D'autres fois, les mêmes électeurs se mettent au service de l'élu pour faire avancer de grandes causes, comme la mise au point de l'"histoire" des anciens propriétaires d'un monument vendu naguère comme "Bien National" :

Mais qui était donc ce Gabriel HUBERT qui se piquait ainsi d'histoire locale ? Google nous apprend qu'il produisit, au milieu du siècle dernier, nombre d'études généalogiques sur d'anciennes familles nobles du Domfrontais.

Or, quelle était la valeur de ces études ? Pour nous en faire une idée, lisons donc avec soin les écrits qu'il a laissés à propos des LEDIN, tels que désormais déposés aux archives départementales de l'Orne, dans une chemise à son nom :

Page 1 de la note conservée aux archives départementales de l'Orne parmi les papiers reçus de Gabriel HUBERT.

Page 2 de la note conservée aux archives départementales de l'Orne parmi les papiers reçus de Gabriel HUBERT.

Page 3 de la note conservée aux archives départementales de l'Orne parmi les papiers reçus de Gabriel HUBERT.

Page 4 de la note conservée aux archives départementales de l'Orne parmi les papiers reçus de Gabriel HUBERT.

Page 5 de la note conservée aux archives départementales de l'Orne parmi les papiers reçus de Gabriel HUBERT.

Page 6 de la note conservée aux archives départementales de l'Orne parmi les papiers reçus de Gabriel HUBERT.

Il y a donc là six pages, qui ne sont d'ailleurs pas de la même écriture que les manuscrits de Gabriel HUBERT.

La fin de ce texte est hélas absente, mais l'on en comprend fort bien la conclusion et la méthode.

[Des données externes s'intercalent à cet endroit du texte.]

//! Comment anchor store for one open diff view.
//!
//! Comments anchor to (side, logical line) coordinates so they survive
//! re-rendering and pane padding; rendered-row lookups go through the line
//! maps built in [`crate::linemap`]. The store owns two side-scoped
//! collections (left pane tagged PARENT, right pane tagged REVISION) and is
//! destroyed together with its view. Draft mutations round-trip through the
//! review store before local state changes, and a destroyed flag is checked
//! after every await so completions that outlive the view change nothing.

use std::collections::{BTreeMap, HashMap};
use std::sync::atomic::{AtomicBool, Ordering};
use std::sync::Arc;

use gerview_core::db;
use gerview_core::types::{CommentSide, NewDraft, StoredComment};
use tokio_rusqlite::Connection;
use tracing::debug;

use crate::error::{Error, Result};
use crate::linemap::{LineMap, PaneId};

/// Observer invoked when a draft enters or leaves the store.
pub type DraftHook = Box<dyn Fn(&StoredComment) + Send>;

/// Published/draft tallies for one file.
#[derive(Debug, Clone, Copy, Default, PartialEq, Eq)]
pub struct FileCounts {
    pub comments: usize,
    pub drafts: usize,
}

/// Anchor line for a comment; file-level comments (no line, or line 0)
/// anchor at line 1.
fn anchor_line(comment: &StoredComment) -> i64 {
    comment.line.filter(|l| *l > 0).unwrap_or(1)
}

/// Comments for one side of one file, keyed by logical line.
pub struct CommentCollection {
    side: CommentSide,
    map: LineMap,
    comments: BTreeMap<i64, Vec<StoredComment>>,
    drafts: BTreeMap<i64, Vec<StoredComment>>,
    comment_count: usize,
    draft_count: usize,
}

impl CommentCollection {
    fn new(side: CommentSide, map: LineMap) -> Self {
        CommentCollection {
            side,
            map,
            comments: BTreeMap::new(),
            drafts: BTreeMap::new(),
            comment_count: 0,
            draft_count: 0,
        }
    }

    pub fn side(&self) -> CommentSide {
        self.side
    }

    /// Adds a comment if its side matches this collection's; a mismatch is
    /// a no-op so a mixed-side stream can be fed to both collections.
    pub fn attach(&mut self, comment: StoredComment) {
        if comment.side != self.side {
            return;
        }
        let line = anchor_line(&comment);
        if comment.draft {
            self.draft_count += 1;
            self.drafts.entry(line).or_default().push(comment);
        } else {
            self.comment_count += 1;
            self.comments.entry(line).or_default().push(comment);
        }
    }

    /// Removes a comment by id, keeping counts in step for both published
    /// comments and drafts.
    pub fn detach(&mut self, id: &str) -> Option<StoredComment> {
        for (bucket, count) in [
            (&mut self.drafts, &mut self.draft_count),
            (&mut self.comments, &mut self.comment_count),
        ] {
            let found = bucket
                .iter()
                .find_map(|(line, items)| {
                    items.iter().position(|c| c.id == id).map(|i| (*line, i))
                });
            if let Some((line, index)) = found {
                let items = bucket.get_mut(&line)?;
                let removed = items.remove(index);
                if items.is_empty() {
                    bucket.remove(&line);
                }
                *count -= 1;
                return Some(removed);
            }
        }
        None
    }

    pub fn find(&self, id: &str) -> Option<&StoredComment> {
        self.drafts
            .values()
            .chain(self.comments.values())
            .flatten()
            .find(|c| c.id == id)
    }

    /// All comments and drafts anchored at a logical line, ordered by
    /// update time ascending.
    pub fn at_logical_line(&self, line: i64) -> Vec<&StoredComment> {
        let mut out: Vec<&StoredComment> = self
            .comments
            .get(&line)
            .into_iter()
            .chain(self.drafts.get(&line))
            .flatten()
            .collect();
        out.sort_by_key(|c| c.updated);
        out
    }

    /// Comments visible at a rendered row; empty for padding rows.
    pub fn at_rendered_row(&self, row: usize) -> Vec<&StoredComment> {
        match self.map.logical_line(row) {
            Some(line) => self.at_logical_line(line),
            None => Vec::new(),
        }
    }

    pub fn draft_at_line(&self, line: i64) -> Option<&StoredComment> {
        self.drafts.get(&line).and_then(|items| items.first())
    }

    /// Rendered rows carrying at least one comment, ascending by logical
    /// line. Anchors without a mapped row (deleted context) are skipped.
    pub fn anchored_rows(&self) -> Vec<usize> {
        let mut rows: Vec<usize> = self
            .comments
            .keys()
            .chain(self.drafts.keys())
            .filter_map(|line| self.map.rendered_row(*line))
            .collect();
        rows.sort_unstable();
        rows.dedup();
        rows
    }

    pub fn counts(&self) -> FileCounts {
        FileCounts {
            comments: self.comment_count,
            drafts: self.draft_count,
        }
    }

    fn clear(&mut self) {
        self.comments.clear();
        self.drafts.clear();
        self.comment_count = 0;
        self.draft_count = 0;
    }
}

/// Both side collections plus the draft workflow for one open file.
pub struct CommentStore {
    conn: Connection,
    change_id: String,
    file_name: String,
    /// Server coordinate for new drafts: always the revision under review.
    revision_id: String,
    /// True when the comparison base is itself a revision (not the change's
    /// parent commit). Determines the side tag of left-pane drafts.
    base_is_revision: bool,
    left: CommentCollection,
    right: CommentCollection,
    counts_by_file: HashMap<String, FileCounts>,
    destroyed: Arc<AtomicBool>,
    on_draft_added: Option<DraftHook>,
    on_draft_removed: Option<DraftHook>,
}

La conclusion est simple, les doutes les plus clairs sont exprimés sur la réalité de la noblesse de Guillaume LEDIN. La méthode est ouvertement approximative puisque l'auteur de ce document avoue très simplement : "Tout ceci n'est que conjecture de ma part et la traduction d'une opinion purement personnelle, et privée." (milieu de la page 4) ou encore : "Je n'ai pas fait d'études qui me permettent d'étudier ces pièces et de porter un jugement ; cependant" etc...(page 5). Cette modestie intellectuelle auto-proclamée n'a pourtant pas empêché cet auteur de traiter plusieurs fois Pierre-François LEDIN de faussaire : il "fit fabriquer une généalogie illustre ; je doute fort que ce ne fut en fabriquant de faux papiers" (page 3) ; il "fit fabriquer de fausses pierres tombales et un faux tombeau" (page 4). Je pourrais continuer.

Mon opinion pour conclure : on a affaire là à un auteur qui manie parfaitement l'imparfait du subjonctif (page 3) et qui appartient certainement à la parentèle de Jean DURAND de SAINT-FRONT (voir le 1er paragraphe de la page 1 : "mes ascendants sur la ligne de St-Front").

Mais moi, Pierre-Paul FOURCADE, qui ne suis guère que sur la ligne Paris-Granville (arrêt à Flers), je me demande si cet auteur n'était pas, tout simplement, un cousin jaloux des LEDIN (puisque les DURAND de SAINT-FRONT étaient apparentés aux COUPPEL, dixit Jacques COUPPEL du LUDE), voire, pour dire les choses encore plus clairement, quelqu'un que menaçait le gâtisme de l'âge, ainsi qu'on en rencontre parfois, y compris dans les meilleures familles.